Значит, питаться Китайгородцев будет отдельно.
– Верующий?
– Что? – не сразу понял Китайгородцев.
– Молитвы Господу возносишь? Тут у нас церковь домовая есть.
Михаил посмотрел в лицо Китайгородцеву, всё понял, и взгляд его потяжелел.
– Я крещён, но в церковь не хожу, – на всякий случай сказал Китайгородцев.
– Крещён – это не твой душевный был порыв, – веско произнёс Михаил. – Это родители в твоем младенчестве о спасении твоей души позаботились.
Китайгородцев промолчал.
– Неверие в людях оттого, что они могут умом постичь не всё, – продолжал Михаил. – Не укладывается у них в голове то, что невозможно объяснить словами. Но если что-то объяснить нельзя – это не значит, что его вовсе нет. Оно есть. И от него не отмахнёшься.
У него был такой же чёрный взгляд, как у старухи. Сказано же – родственники.
– А тебе и вовсе нужно молиться о спасении души, – произнес Михаил неожиданно тихим голосом, почти шёпотом.
– Почему? – не удержался от вопроса Китайгородцев.
– По деяниям твоим.
– Я не понимаю.
– Ты убивал, – всё так же тихо произнес Михаил, прожигая собеседника насквозь своим чёрным взглядом.
Китайгородцев дрогнул.
– Откуда же вы взяли? – пробормотал он.
– Вижу по глазам. Такое не спрячешь.
Китайгородцев не выдержал и опустил глаза.
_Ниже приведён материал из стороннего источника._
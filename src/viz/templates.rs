//! Template builders for visualization specs.
//!
//! Templates are generated from the typed spec models so they cannot drift
//! from the schema. Placeholder field names mark what the generation agent
//! must fill in.

use std::str::FromStr;

use serde_json::{json, Value};

use crate::error::SaberError;
use crate::viz::spec::{
    BarMode, BarOrientation, BoxplotConfig, ChartOptions, ChartSpec, DataConfig, DataSource,
    FieldEncoding, FieldType, HistogramConfig, VizSpec, XyEncoding,
};

const CATEGORY_PLACEHOLDER: &str = "<category_column>";
const NUMBER_PLACEHOLDER: &str = "<number_column>";
const TIME_PLACEHOLDER: &str = "<time_column>";
const LABEL_PLACEHOLDER: &str = "<label_column>";
const VALUE_PLACEHOLDER: &str = "<value_column>";

/// Supported chart types.
#[derive(Debug, Clone, Copy, PartialEq, Eq)]
pub enum ChartType {
    Bar,
    Line,
    Scatter,
    Boxplot,
    Histogram,
}

impl ChartType {
    pub fn as_str(&self) -> &'static str {
        match self {
            Self::Bar => "bar",
            Self::Line => "line",
            Self::Scatter => "scatter",
            Self::Boxplot => "boxplot",
            Self::Histogram => "histogram",
        }
    }

    /// All chart types, in display order.
    pub fn all() -> [ChartType; 5] {
        [
            Self::Bar,
            Self::Line,
            Self::Scatter,
            Self::Boxplot,
            Self::Histogram,
        ]
    }
}

impl FromStr for ChartType {
    type Err = SaberError;

    fn from_str(s: &str) -> Result<Self, Self::Err> {
        match s.to_lowercase().as_str() {
            "bar" => Ok(Self::Bar),
            "line" => Ok(Self::Line),
            "scatter" => Ok(Self::Scatter),
            "boxplot" => Ok(Self::Boxplot),
            "histogram" => Ok(Self::Histogram),
            other => Err(SaberError::validation(format!("Unknown chart type: {other}"))),
        }
    }
}

fn build_chart(chart_type: ChartType) -> ChartSpec {
    match chart_type {
        ChartType::Bar => ChartSpec::Bar {
            encoding: XyEncoding {
                x: FieldEncoding::new(CATEGORY_PLACEHOLDER, FieldType::Category),
                y: FieldEncoding::new(NUMBER_PLACEHOLDER, FieldType::Number),
                series: None,
            },
            orientation: BarOrientation::Vertical,
            mode: BarMode::Grouped,
            options: ChartOptions::default(),
        },
        ChartType::Line => ChartSpec::Line {
            encoding: XyEncoding {
                x: FieldEncoding::new(TIME_PLACEHOLDER, FieldType::Time),
                y: FieldEncoding::new(NUMBER_PLACEHOLDER, FieldType::Number),
                series: None,
            },
            options: ChartOptions::default(),
        },
        ChartType::Scatter => ChartSpec::Scatter {
            encoding: XyEncoding {
                x: FieldEncoding::new(NUMBER_PLACEHOLDER, FieldType::Number),
                y: FieldEncoding::new(NUMBER_PLACEHOLDER, FieldType::Number),
                series: None,
            },
            options: ChartOptions::default(),
        },
        ChartType::Boxplot => ChartSpec::Boxplot {
            boxplot: BoxplotConfig {
                label_field: LABEL_PLACEHOLDER.to_string(),
                value_field: VALUE_PLACEHOLDER.to_string(),
            },
            options: ChartOptions::default(),
        },
        ChartType::Histogram => ChartSpec::Histogram {
            histogram: HistogramConfig {
                field: NUMBER_PLACEHOLDER.to_string(),
                bins: 20,
            },
            options: ChartOptions::default(),
        },
    }
}

/// Returns a complete spec template for a chart type with placeholder fields.
pub fn vizspec_template(chart_type: ChartType, file: &str) -> Value {
    let spec = VizSpec {
        version: "1".to_string(),
        title: None,
        description: None,
        data: DataConfig {
            source: DataSource {
                file: file.to_string(),
            },
        },
        chart: build_chart(chart_type),
        transform: Vec::new(),
    };
    serde_json::to_value(spec).unwrap_or(Value::Null)
}

/// Lists available chart types with descriptions and use cases.
pub fn list_chart_types() -> Value {
    json!([
        {
            "type": "bar",
            "description": "Compare values across categories",
            "use_when": "Comparing totals or counts per category; add encoding.series to compare groups"
        },
        {
            "type": "line",
            "description": "Show a trend over an ordered axis",
            "use_when": "Values over time or another continuous dimension"
        },
        {
            "type": "scatter",
            "description": "Show the relationship between two numeric fields",
            "use_when": "Looking for correlation or clusters"
        },
        {
            "type": "boxplot",
            "description": "Compare distributions across groups",
            "use_when": "Spread and outliers of one value per label"
        },
        {
            "type": "histogram",
            "description": "Show the distribution of one numeric field",
            "use_when": "Frequency of values in bins"
        }
    ])
}
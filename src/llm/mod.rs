//! LLM integration for SQLsaber.
//!
//! The event model is the unifying contract across providers: a client turns
//! one request into a stream of [`ClientEvent`]s ending in `ResponseReady`.
//! The Anthropic wire client is implemented here; other providers plug in by
//! implementing [`LlmClient`].

pub mod anthropic;
pub mod sse;
pub mod stream;
pub mod types;

pub use anthropic::AnthropicClient;
pub use stream::StreamAdapter;
pub use types::{
    ChatMessage, ContentBlock, MessageRequest, MessageRole, StopReason, StreamingResponse,
    ThinkingConfig, ToolDefinition, DEFAULT_MAX_TOKENS,
};

use std::sync::Arc;

use async_trait::async_trait;
use futures::stream::BoxStream;
use tokio_util::sync::CancellationToken;

use crate::config::{ModelProvider, ResolvedModel};
use crate::error::{Result, SaberError};

/// Events surfaced while one model turn streams in.
#[derive(Debug, Clone)]
pub enum ClientEvent {
    /// The provider acknowledged the request.
    MessageStart,
    /// A chunk of text for the block at `index`.
    TextDelta { index: usize, text: String },
    /// The model began a tool call.
    ToolUseStart {
        index: usize,
        id: String,
        name: String,
    },
    /// The block at `index` is complete.
    ContentBlockStop { index: usize },
    /// Non-semantic heartbeat.
    Ping,
    /// The provider finished the message.
    MessageStop,
    /// The sealed response; always the final event of a successful stream.
    ResponseReady(StreamingResponse),
}

/// A streaming LLM client.
///
/// Implementations must be thread-safe (Send + Sync). A set cancellation
/// token terminates the stream cleanly: already-emitted events stay valid
/// and `ResponseReady` is never produced.
#[async_trait]
pub trait LlmClient: Send + Sync {
    /// Performs one model turn, streaming events as they arrive.
    async fn create_message_stream(
        &self,
        request: MessageRequest,
        cancel: CancellationToken,
    ) -> Result<BoxStream<'static, Result<ClientEvent>>>;
}

/// Creates the wire client for a resolved model.
pub fn create_client(resolved: &ResolvedModel) -> Result<Arc<dyn LlmClient>> {
    match resolved.spec.provider {
        ModelProvider::Anthropic => Ok(Arc::new(AnthropicClient::new(&resolved.api_key))),
        other => Err(SaberError::configuration(format!(
            "No built-in wire client for provider '{other}'. \
             Construct the agent with a custom LlmClient implementation."
        ))),
    }
}
//! System prompt templates.
//!
//! One base template per model family, plus the memory section marker and the
//! dangerous-mode rider. `{db}` is replaced with the backend's display name.

/// Base template for Claude-class models.
pub const CLAUDE_BASE: &str = "You are a helpful SQL assistant that helps users query their {db} database.

Your responsibilities:
1. Understand the user's natural language requests, think and convert them to SQL
2. Use the provided tools efficiently to explore database schema
3. Generate appropriate SQL queries
4. Execute queries safely - queries that modify the database are not allowed
5. Format and explain results clearly
6. Create visualizations when requested or when they would be helpful

IMPORTANT - Schema Discovery Strategy:
1. ALWAYS start with 'list_tables' to see available tables
2. Based on the user's query, identify which specific tables are relevant
3. Use 'introspect_schema' with a table_pattern to get details ONLY for relevant tables
4. Timestamp columns must be converted to text when you write queries

Guidelines:
- Use list_tables first, then introspect_schema for specific tables only
- Use table patterns like 'sample%' or '%experiment%' to filter related tables
- Use search_knowledge to find saved query patterns and terminology for this database
- Use proper JOIN syntax and avoid cartesian products
- Include appropriate WHERE clauses to limit results
- Explain what the query does in simple terms
- Handle errors gracefully and suggest fixes
- Be security conscious - use parameterized queries when needed
";

/// Base template for GPT-class models. Same contract, tighter phrasing.
pub const GPT_BASE: &str = "You are a SQL assistant working against the user's {db} database.

Convert natural language questions to SQL and answer with the results. Work in this order: call list_tables to discover tables, call introspect_schema with a narrow table_pattern for the tables that matter, then call execute_sql. Use search_knowledge to pick up saved query patterns and the user's terminology before guessing at metrics.

Rules:
- Queries that modify the database are not allowed
- Prefer narrow schema patterns over introspecting everything
- Convert timestamp columns to text in your queries
- Use explicit JOIN conditions and WHERE clauses that bound the result
- Explain the query and the results in plain language
- When a query fails, read the error, fix the SQL, and try again
";

/// Marker that precedes injected memory content.
pub const MEMORY_ADDITION: &str = "IMPORTANT - The user has saved the following notes about this database. Honor them when interpreting requests and writing queries:";

/// Appended when dangerous mode is on.
pub const DANGEROUS_RIDER: &str = "Write operations (INSERT, UPDATE, DELETE, DDL) are enabled for this session. Execute them only when the user explicitly asks for a modification, state clearly what will change, and remember that every statement still runs inside a rolled-back transaction.";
ТЕЛОХРАНИТЕЛЬ КИТАЙГОРОДЦЕВ
«Я убил женщину. Ей было двадцать пять лет, хотя она говорила, что ей только девятнадцать. Убил я её, разумеется, не потому, что она врала про возраст. Она была киллером. Самым настоящим. Девятьсот девяносто девять заказных убийств из тысячи совершают киллеры-мужчины. Это был тот редкий тысячный случай. И этот случай по злой прихоти судьбы достался мне. Я убил эту женщину выстрелом в лицо. До сих пор у меня перед глазами маленькое входное отверстие от пули у неё под правым глазом. Я часто это вспоминаю и мне бывает тошно. Я выстрелил в неё за мгновение до того, как она могла бы меня убить. А перед тем она застрелила троих наших. У неё была хорошая подготовка. Она была убийцей. Я смог её остановить. Я выполнил свой долг… А всё равно мне тошно».
* * *
Китайгородцев осмелился нарушить запрет хозяйки, по крайней мере, в той его части, которая предписывала ему «не бродить по дому». Он прошёлся по тем немногочисленным комнатам первого этажа, которые не были заперты. Пункт из длинного перечня обязательных действий, выполняемых телохранителем: изучить и запомнить месторасположение комнат, а также отметить особенности каждой из них, в том числе те особенности, которые могут представлять опасность.
Здесь давно никто не жил. Или даже вовсе никогда не жил. Везде стояла мебель, но ею не пользовались, это заметно. Пыль легла толстым слоем. Нигде не видно ни единого предмета, какого-нибудь пустячка, забытого случайно. Расчёска, старая газета, оставленная в кресле, монета на столе, книга, которую не удосужились вернуть обратно на полку – ничего такого, что могло бы выдать присутствие людей.
Все комнаты выглядели старомодно. Даже светильники смотрелись так, будто в них не электрические лампочки, а стеариновые свечи. Здесь могло бы быть уютно, если бы теплилась жизнь. Но жизни не было.
* * *
За целый день Китайгородцев так никого и не увидел. Он даже не мог сказать наверняка, есть кто-нибудь в доме, или Наталья Андреевна с Михаилом отлучились, не предупредив о том своего нежеланного охранителя.
Китайгородцев сел в кресло в зале первого этажа, рассчитывая во что бы то ни стало увидеться с кем-нибудь из обитателей дома. Он не привык быть предоставленным самому себе. Не мог действовать без контакта с теми, кого ему поручили опекать.
Была вторая половина дня. За окнами темнело. Нигде в доме не зажигали света. Китайгородцев, устраиваясь в кресле поудобнее, вытянул раненую ногу. Он готов был ждать до глубокой ночи. В полной тишине, в сгущающемся сумраке, он задремал.